Proteomic analysis of the EhCoxgs revealed high expression of Rab family GTAPase and WD domain containing proteins as compared to control Eh. These proteins are involved in various cellular process including membrane trafficking, cytoskeletal assembly and cell proliferation (Saito-Nakano et al., 2005; Nakada-Tsukui and Nozaki, 2015). Based on this observation, we proposed that these proteins might be involved in up regulating CPs when EhCox is silenced. However, it needs to be further determined what functional advantages or constraints drive CPs up regulation. We also found iron-sulfur falvoprotein (A0A175JR31, M7W6A3; Supplementary Table 1) among the down regulated proteins in EhCoxgs which supports reduced growth of EhCoxgs as these proteins have been shown to be essential for the growth and survival of Eh under different condition (Nozaki et al., 1998; Shahi et al., 2016). However, the question that remains to be answered is the mechanism of how EhCox regulates Eh growth.
Phagocytosis is an active process in Eh and prominent marker of parasite pathogenicity. Phagocytosis involves several steps and activation of signaling pathways (Orozco et al., 1983; Hirata et al., 2007). A proteomic study of phagosome showed the involvement of several proteins in this process including cysteine protease and vesicular transport proteins (Okada et al., 2005). Since more cysteine protease (activity assay and expression) and several vesicular trafficking proteins (proteomics analysis) were observed in EhCoxgs, we analyzed the phagocytosis capacity of EhCoxgs as compared to control Eh. Unexpectedly, we found increased erythrophagocytosis and cytopathic activity in EhCoxgs as compared to control Eh. While it is difficult to explain how increased in Eh CPs can enhance phagocytosis, these data are consistent with previous studies that showed CPs are directly involved in destruction of colonic epithelial cells, tissue invasion, phagocytosis and degrade host antibodies and complement in immune evasion and disease pathogenesis (Hirata et al., 2007; Mortimer and Chadee, 2010; Nakada-Tsukui and Nozaki, 2016).

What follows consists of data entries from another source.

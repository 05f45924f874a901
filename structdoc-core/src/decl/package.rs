//! Packages as seen by the resolver: sorted files, each with its own import table.

use std::collections::BTreeMap;

use super::{Import, SourceFile, StructType};

/// The module path (the `module` line of `go.mod`), used to map import paths to package
/// paths relative to the source root.
#[derive(Debug, Clone, Default, PartialEq, Eq)]
pub struct ModuleRoot(String);

impl ModuleRoot {
    /// Creates a module root. Trailing slashes are ignored.
    pub fn new(path: impl Into<String>) -> Self {
        let path = path.into();
        Self(path.trim_end_matches('/').to_string())
    }

    /// The module path.
    pub fn as_str(&self) -> &str {
        &self.0
    }

    /// Where an import path points to.
    ///
    /// With an empty module root every import is taken to be a path relative to the source
    /// root.
    pub fn target(&self, import_path: &str) -> ImportTarget {
        if self.0.is_empty() {
            return ImportTarget::Local(import_path.to_string());
        }
        if import_path == self.0 {
            return ImportTarget::Local(String::new());
        }

        match import_path
            .strip_prefix(self.0.as_str())
            .and_then(|rest| rest.strip_prefix('/'))
        {
            Some(local) => ImportTarget::Local(local.to_string()),
            None => ImportTarget::External(import_path.to_string()),
        }
    }
}

/// What an import alias resolves to.
#[derive(Debug, Clone, PartialEq, Eq)]
pub enum ImportTarget {
    /// A package of the module, by its path relative to the source root.
    Local(String),
    /// A package outside the module (standard library or third party).
    External(String),
}

/// Per-file mapping from the local name of an import to its target.
#[derive(Debug, Clone, Default, PartialEq, Eq)]
pub struct ImportAliasTable {
    entries: BTreeMap<String, ImportTarget>,
}

impl ImportAliasTable {
    /// Builds the table of a file's imports.
    ///
    /// Blank (`_`) and dot (`.`) imports introduce no qualifier and are left out.
    pub fn new(imports: &[Import], root: &ModuleRoot) -> Self {
        let mut entries = BTreeMap::new();
        for import in imports {
            let alias = match import.alias() {
                Some("_") | Some(".") => continue,
                Some(alias) => alias.to_string(),
                None => assumed_name(import.path()).to_string(),
            };
            entries.insert(alias, root.target(import.path()));
        }

        Self { entries }
    }

    /// Looks up a qualifier.
    pub fn get(&self, alias: &str) -> Option<&ImportTarget> {
        self.entries.get(alias)
    }

    /// Number of entries.
    pub fn len(&self) -> usize {
        self.entries.len()
    }

    /// Whether the table is empty.
    pub fn is_empty(&self) -> bool {
        self.entries.is_empty()
    }
}

/// The package name an import without an alias is referred to by.
///
/// This is the last path element, skipping a trailing major version element (`/v2`) and
/// keeping only its leading identifier part, so `gopkg.in/yaml.v3` is `yaml` and
/// `github.com/mattn/go-isatty` is `isatty`.
fn assumed_name(path: &str) -> &str {
    let mut elems = path.rsplit('/');
    let mut base = elems.next().unwrap_or(path);
    if is_major_version(base) {
        if let Some(prev) = elems.next() {
            base = prev;
        }
    }
    let base = base.strip_prefix("go-").unwrap_or(base);
    let end = base
        .find(|c: char| !(c.is_alphanumeric() || c == '_'))
        .unwrap_or(base.len());
    if end == 0 {
        base
    } else {
        &base[..end]
    }
}

fn is_major_version(elem: &str) -> bool {
    elem.strip_prefix('v')
        .is_some_and(|n| !n.is_empty() && n.bytes().all(|b| b.is_ascii_digit()))
}

/// A source file together with its import table.
#[derive(Debug, Clone, PartialEq, Eq)]
pub struct LoadedFile {
    file: SourceFile,
    aliases: ImportAliasTable,
}

impl LoadedFile {
    /// Builds the import table of `file`.
    pub fn new(file: SourceFile, root: &ModuleRoot) -> Self {
        let aliases = ImportAliasTable::new(file.imports(), root);
        Self { file, aliases }
    }

    /// The parsed file.
    pub fn file(&self) -> &SourceFile {
        &self.file
    }

    /// The import table of this file.
    pub fn aliases(&self) -> &ImportAliasTable {
        &self.aliases
    }
}

/// All files of one package directory.
#[derive(Debug, Clone, PartialEq, Eq)]
pub struct Package {
    path: String,
    files: Vec<LoadedFile>,
}

impl Package {
    /// Creates a package from its parsed files.
    ///
    /// Files are ordered by name so that lookups never depend on the order the frontend
    /// produced them in.
    pub fn new(path: impl Into<String>, mut files: Vec<SourceFile>, root: &ModuleRoot) -> Self {
        files.sort_by(|a, b| a.name().cmp(b.name()));
        let files = files
            .into_iter()
            .map(|file| LoadedFile::new(file, root))
            .collect();

        Self {
            path: path.into(),
            files,
        }
    }

    /// The package path, relative to the source root.
    pub fn path(&self) -> &str {
        &self.path
    }

    /// The files, ordered by name.
    pub fn files(&self) -> &[LoadedFile] {
        &self.files
    }

    /// Every struct declaration named `name`, with the file declaring it.
    ///
    /// Valid Go has at most one, but nothing here relies on it.
    pub fn structs<'p>(
        &'p self,
        name: &'p str,
    ) -> impl Iterator<Item = (&'p LoadedFile, &'p StructType)> + 'p {
        self.files.iter().flat_map(move |loaded| {
            loaded
                .file()
                .types()
                .iter()
                .filter(move |decl| decl.name() == name)
                .filter_map(move |decl| decl.as_struct().map(|st| (loaded, st)))
        })
    }
}
//! Classification of field types.

use core::fmt;

use crate::decl::{ImportAliasTable, ImportTarget, StructType, TypeExpr};

/// What a field's type expression refers to.
///
/// Produced by [`classify`]; wrappers (pointers, slices and arrays) come first, the referenced
/// type is the innermost variant.
#[derive(Debug, Clone, PartialEq, Eq)]
pub enum TypeReference<'a> {
    /// A type declared in a package of the module.
    Named(NamedType),
    /// A predeclared type such as `int` or `string`.
    Builtin(&'a str),
    /// A type of a package outside the module, or behind an import we do not know.
    Foreign {
        /// The package qualifier as written.
        qualifier: &'a str,
        /// The import path the qualifier stands for, if it is imported at all.
        import_path: Option<&'a str>,
        /// The type name.
        name: &'a str,
    },
    /// `*T`.
    Pointer(Box<TypeReference<'a>>),
    /// `[]T` or `[N]T`.
    Sequence(Box<TypeReference<'a>>),
    /// An inline `struct { ... }`.
    AnonymousComposite(&'a StructType),
    /// A type whose shape is not statically known: interfaces, maps, functions, channels,
    /// generic instantiations.
    Opaque,
}

/// A reference to a type of the module.
#[derive(Debug, Clone, PartialEq, Eq)]
pub struct NamedType {
    package: String,
    name: String,
    qualifier: Option<String>,
}

impl NamedType {
    /// Creates a reference to `name` in `package`, written with `qualifier` if any.
    pub fn new(
        package: impl Into<String>,
        name: impl Into<String>,
        qualifier: Option<String>,
    ) -> Self {
        Self {
            package: package.into(),
            name: name.into(),
            qualifier,
        }
    }

    /// The package path, relative to the source root.
    pub fn package(&self) -> &str {
        &self.package
    }

    /// The type name.
    pub fn name(&self) -> &str {
        &self.name
    }

    /// The qualifier the type is referred to with, if it is declared in another package.
    pub fn qualifier(&self) -> Option<&str> {
        self.qualifier.as_deref()
    }
}

impl TypeReference<'_> {
    /// The type as shown in a field description.
    ///
    /// Wrappers render as `*` and `[]`, named types as written (`mp.Jump`), inline structs as
    /// `struct` and opaque types as `Object`.
    pub fn signature(&self) -> String {
        self.to_string()
    }

    /// The referenced type, with all pointer and sequence wrappers removed.
    pub fn innermost(&self) -> &Self {
        match self {
            TypeReference::Pointer(inner) | TypeReference::Sequence(inner) => inner.innermost(),
            other => other,
        }
    }

    /// The referenced type, with pointer wrappers removed.
    pub fn strip_pointers(&self) -> &Self {
        match self {
            TypeReference::Pointer(inner) => inner.strip_pointers(),
            other => other,
        }
    }

    /// The module type this refers to, through any wrappers.
    pub fn named(&self) -> Option<&NamedType> {
        match self.innermost() {
            TypeReference::Named(named) => Some(named),
            _ => None,
        }
    }
}

impl fmt::Display for TypeReference<'_> {
    fn fmt(&self, f: &mut fmt::Formatter<'_>) -> fmt::Result {
        match self {
            TypeReference::Named(named) => match &named.qualifier {
                Some(qualifier) => write!(f, "{qualifier}.{}", named.name),
                None => write!(f, "{}", named.name),
            },
            TypeReference::Builtin(name) => write!(f, "{name}"),
            TypeReference::Foreign {
                qualifier, name, ..
            } => write!(f, "{qualifier}.{name}"),
            TypeReference::Pointer(inner) => write!(f, "*{inner}"),
            TypeReference::Sequence(inner) => write!(f, "[]{inner}"),
            TypeReference::AnonymousComposite(_) => write!(f, "struct"),
            TypeReference::Opaque => write!(f, "Object"),
        }
    }
}

/// Classifies `expr`, written in a file with the import table `aliases` of the package
/// `current_package`.
///
/// Never fails: forms that cannot be described are [`TypeReference::Opaque`].
pub fn classify<'a>(
    expr: &'a TypeExpr,
    aliases: &'a ImportAliasTable,
    current_package: &str,
) -> TypeReference<'a> {
    let reference = match expr {
        TypeExpr::Pointer(inner) => {
            TypeReference::Pointer(Box::new(classify(inner, aliases, current_package)))
        }
        TypeExpr::Array { elem, .. } => {
            TypeReference::Sequence(Box::new(classify(elem, aliases, current_package)))
        }
        TypeExpr::Struct(st) => TypeReference::AnonymousComposite(st),
        TypeExpr::Ident(name) if name == "any" => TypeReference::Opaque,
        TypeExpr::Ident(name) if is_builtin(name) => TypeReference::Builtin(name.as_str()),
        TypeExpr::Ident(name) => {
            TypeReference::Named(NamedType::new(current_package, name.as_str(), None))
        }
        TypeExpr::Selector { qualifier, name } => match aliases.get(qualifier) {
            Some(ImportTarget::Local(package)) => TypeReference::Named(NamedType::new(
                package.as_str(),
                name.as_str(),
                Some(qualifier.clone()),
            )),
            Some(ImportTarget::External(path)) => TypeReference::Foreign {
                qualifier: qualifier.as_str(),
                import_path: Some(path.as_str()),
                name: name.as_str(),
            },
            None => TypeReference::Foreign {
                qualifier: qualifier.as_str(),
                import_path: None,
                name: name.as_str(),
            },
        },
        TypeExpr::Map { .. }
        | TypeExpr::Interface
        | TypeExpr::Func
        | TypeExpr::Chan(_)
        | TypeExpr::Generic(_) => TypeReference::Opaque,
    };
    tracing::trace!("classified `{expr}` as {reference:?}");

    reference
}

fn is_builtin(name: &str) -> bool {
    matches!(
        name,
        "bool"
            | "byte"
            | "comparable"
            | "complex64"
            | "complex128"
            | "error"
            | "float32"
            | "float64"
            | "int"
            | "int8"
            | "int16"
            | "int32"
            | "int64"
            | "rune"
            | "string"
            | "uint"
            | "uint8"
            | "uint16"
            | "uint32"
            | "uint64"
            | "uintptr"
    )
}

Several in vivo and ex vivo assays reported the recruitment of inflammatory cell in Eh-induced infection/lesion as a consequence of localized expression of chemokines and cytokines at the site of infection, leading to an inflammatory response (Bansal et al., 2009; Kissoon-Singh et al., 2013; Nakada-Tsukui and Nozaki, 2016). To address whether EhCoxgs were more virulent, we used closed colonic loop as short infection model to quantify acute inflammatory responses. Our study revealed that the Cox protein played a major role in Eh- induced fluid secretions and pro-inflammatory cytokine responses by regulating CPs activity. In particular, EhCoxgs elicited high levels of IL-1β and KC expression demonstrating cysteine protease dependent induction of IL-1β and IL-8 expression as observed in Eh infected SCID mouse-human intestinal xenograft (Seydel et al., 1997). Previous studies have shown CP5 to be important in enhancing mucosal inflammation by cleaving the released pro-IL-1β into its active form and inducing IL-8 expression in mast cell (Zhang et al., 2000; Lee et al., 2014). Both TNF-α and IFN-γ were up regulated in response to Eh and was not enhanced further by EhCoxgs. In EhCoxgs inoculated colonic loops we also found elevated MPO activity, a marker for increased flux of neutrophils that are responsible for exacerbating tissue injury.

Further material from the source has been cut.